Getting a new vehicle startup off the ground is tough, and even tougher when you're trying to build all-electric, three-wheeled, futuristic bubble cars. Aptera knows this perhaps better than anyone, facing its share of difficulties over the past year. But today, the company unveiled its official pre-production prototype, with the full-production model to come in about 11 months--once the final financing hurdle is cleared.

"The Aptera was developed completely from a clean slate.  It's the ultimate start-up," said Aptera President and CEO Paul Wilbur.  "Lots of engineering and dedicated people have created this beautifully-designed vehicle.  The objective is to assure that the safety, quality and overall efficiency of our first production vehicle are correct.  No compromises.  We have to get this right the first time, and we've contracted with the best and brightest in the industry.”

The resurgence in viability at Aptera came largely through new investments providing a modicum of financial stability. The company is also awaiting word on its Department of Energy application for a $184-million five-year loan through the Advanced Vehicles Manufacturing Loan Program. "We completed the first close of our recent round of funding last month, and one more financing hurdle remains.  When it's complete, it will take about 11 months to start our full-volume launch next year," said Wilbur.

As for the pre-production 2e, it's about what you'd expect if you've been keeping up with development.

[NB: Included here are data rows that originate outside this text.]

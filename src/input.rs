use std::collections::BTreeMap;
use std::fs;
use std::path::Path;

use chrono::NaiveTime;
use tracing::{debug, info, warn};

use crate::error::{Result, SundialError};
use crate::types::{RawReading, RawRow, SampleTable, TimeColumn};

const DELIMITER_CANDIDATES: [u8; 4] = [b',', b';', b'\t', b'|'];

#[derive(Debug, Clone, Copy, PartialEq, Eq)]
pub enum AngleKind {
    Azimuth,
    Elevation,
}

pub fn parse_time_header(header: &str) -> Option<(AngleKind, NaiveTime)> {
    let (kind, time) = header.trim().split_once(' ')?;
    let kind = match kind {
        "A" => AngleKind::Azimuth,
        "E" => AngleKind::Elevation,
        _ => return None,
    };
    let time = NaiveTime::parse_from_str(time.trim(), "%H:%M:%S").ok()?;
    Some((kind, time))
}

pub fn sniff_delimiter(text: &str) -> u8 {
    let header = text.lines().find(|l| !l.trim().is_empty()).unwrap_or("");
    DELIMITER_CANDIDATES
        .iter()
        .copied()
        .map(|d| (d, header.bytes().filter(|&b| b == d).count()))
        .filter(|&(_, count)| count > 0)
        .max_by_key(|&(_, count)| count)
        .map(|(d, _)| d)
        .unwrap_or(b',')
}

fn time_columns(headers: &csv::StringRecord) -> Vec<TimeColumn> {
    let mut azimuths: BTreeMap<NaiveTime, usize> = BTreeMap::new();
    let mut elevations: BTreeMap<NaiveTime, usize> = BTreeMap::new();
    for (idx, header) in headers.iter().enumerate().skip(1) {
        let Some((kind, time)) = parse_time_header(header) else {
            debug!("ignoring column '{}'", header);
            continue;
        };
        let columns = match kind {
            AngleKind::Azimuth => &mut azimuths,
            AngleKind::Elevation => &mut elevations,
        };
        // Last column wins for a repeated header.
        if let Some(previous) = columns.insert(time, idx) {
            warn!(
                "duplicate {:?} column for {}: using column {} over {}",
                kind, time, idx, previous
            );
        }
    }
    azimuths
        .into_iter()
        .filter_map(|(time_of_day, azimuth_index)| {
            let Some(&elevation_index) = elevations.get(&time_of_day) else {
                warn!("azimuth column for {} has no elevation column", time_of_day);
                return None;
            };
            Some(TimeColumn {
                time_of_day,
                azimuth_index,
                elevation_index,
            })
        })
        .collect()
}

pub fn parse_sample_table(text: &str) -> Result<SampleTable> {
    let delimiter = sniff_delimiter(text);
    let mut reader = csv::ReaderBuilder::new()
        .delimiter(delimiter)
        .flexible(true)
        .trim(csv::Trim::All)
        .from_reader(text.as_bytes());

    let headers = reader.headers()?.clone();
    let label = match headers.get(0) {
        Some(label) if !label.is_empty() => label.to_string(),
        _ => return Err(SundialError::MissingDateColumn),
    };
    let time_columns = time_columns(&headers);
    if time_columns.is_empty() {
        return Err(SundialError::NoTimeColumns);
    }

    let mut rows = Vec::new();
    for record in reader.records() {
        let record = record?;
        let cell = |idx: usize| record.get(idx).unwrap_or("").to_string();
        rows.push(RawRow {
            date: cell(0),
            readings: time_columns
                .iter()
                .map(|col| RawReading {
                    azimuth: cell(col.azimuth_index),
                    elevation: cell(col.elevation_index),
                })
                .collect(),
        });
    }

    debug!(
        delimiter = %char::from(delimiter).escape_default(),
        "read {} rows with {} time columns",
        rows.len(),
        time_columns.len()
    );
    Ok(SampleTable {
        label,
        time_columns,
        rows,
    })
}

pub fn read_sample_table(path: &Path) -> Result<SampleTable> {
    let text = fs::read_to_string(path).map_err(|source| SundialError::Io {
        path: path.to_path_buf(),
        source,
    })?;
    let table = parse_sample_table(&text)?;
    info!("loaded {} ({} rows)", path.display(), table.rows.len());
    Ok(table)
}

It's being pitched as a "200-mpg-plus" car, using phosphate-based lithium-ion batteries from A123 Systems to deliver electricity to the car's electric motor.

The pre-production or "design intent" prototype is now on its way to Michigan to compete for the Progressive Insurance Automotive X PRIZE, where it will undergo several months of testing, judging and evaluation.

We'll keep you updated with the latest on the Aptera 2e as it rolls toward production, and you can check out the car's development path here.

[Aptera]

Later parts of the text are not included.